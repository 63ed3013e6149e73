//! Query orchestrator: turns the algorithm's chosen index into the
//! enriched payload shown to a participant.

use labelpool_core::{
    decode_coded_mapping, decode_ontology_codes, keys, sample_key, LearningAlgorithm,
    OntologyLinks, QueryPayload, Reply, SampleRow,
};
use labelpool_storage::{safe_read, StorageContext};
use serde_json::{Map, Value};

/// Ask the algorithm for a sample and assemble its payload.
///
/// Returns the empty reply when the algorithm fails or when no row is
/// stored at the chosen index. Nothing is written.
pub async fn serve_query(
    ctx: &StorageContext,
    alg: &dyn LearningAlgorithm,
    participant_uid: &str,
) -> Reply<QueryPayload> {
    let index = match alg.select_query(participant_uid).await {
        Ok(index) => index,
        Err(e) => {
            tracing::warn!(
                alg_label = alg.alg_label(),
                participant_uid,
                error = %e,
                "query selection failed"
            );
            return Reply::empty();
        }
    };

    let Some(row) = safe_read::<SampleRow>(ctx.points.as_ref(), &sample_key(index)) else {
        tracing::info!(index, participant_uid, "no row stored for selected index");
        return Reply::empty();
    };

    Reply::Payload(enrich(ctx, row))
}

/// Build the payload for a stored row. Malformed structured fields and
/// unknown studies degrade to empty values.
pub fn enrich(ctx: &StorageContext, row: SampleRow) -> QueryPayload {
    let key_value = decode_coded_mapping(row.key_value.as_deref()).unwrap_or_else(|e| {
        tracing::warn!(
            index = row.index,
            error = %e,
            "coded-mapping field unreadable, using empty"
        );
        Map::new()
    });
    let codes = decode_ontology_codes(row.ontology_mapping.as_deref()).unwrap_or_else(|e| {
        tracing::warn!(index = row.index, error = %e, "ontology field unreadable, using empty");
        Vec::new()
    });
    let ontology_mapping = OntologyLinks::resolve_all(&codes);

    let study = row
        .sra_study_id
        .as_deref()
        .and_then(|id| safe_read::<Value>(ctx.points.as_ref(), id))
        .unwrap_or_else(|| Value::Object(Map::new()));

    let cur_confidence = side_channel(ctx, keys::CUR_CONFIDENCE);
    let lr_classes = side_channel(ctx, keys::LR_CLASSES);

    QueryPayload {
        sra_sample_id: row.sra_sample_id.clone(),
        target_indices: row,
        study,
        key_value,
        ontology_mapping,
        cur_confidence,
        lr_classes,
    }
}

/// Algorithm-owned state under `key`, served verbatim; `[]` when absent.
fn side_channel(ctx: &StorageContext, key: &str) -> Value {
    safe_read::<Value>(ctx.points.as_ref(), key).unwrap_or_else(|| Value::Array(Vec::new()))
}
//! ### English
//! Vsync waiter: turns an asynchronous platform vsync signal into exactly one primary frame
//! callback per armed wait, plus keyed one-shot secondary callbacks drained at the same fire.
//!
//! Threading model:
//! - Any thread may wait or schedule secondary callbacks.
//! - Backends fire from their own thread (timer worker, compositor event thread, host tick).
//! - The state lock is held only to swap state; callbacks always run outside it.
//!
//! ### 中文
//! Vsync waiter：把异步的平台 vsync 信号转换为每次 arm 恰好一次的 primary 帧回调，
//! 并在同一次 fire 中 drain 按 key 存储的一次性 secondary 回调。
//!
//! 线程模型：
//! - 任意线程都可以等待或注册 secondary 回调。
//! - 后端在自己的线程上 fire（计时工作线程、合成器事件线程、宿主 tick）。
//! - 状态锁只在交换状态时持有；回调始终在锁外执行。
mod registry;
mod target;
mod waiter;

pub use registry::{SecondaryCallback, SecondaryCallbackRegistry};
pub use target::{FireOutcome, VsyncBackend, VsyncTarget};
pub use waiter::{PrimaryCallback, VsyncWaiter, WaiterState};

○ ○ ○ ○ ○

▶ What is required: Count the lines in the entries above that include the string "when", then give only that figure.

▶ Reply: 2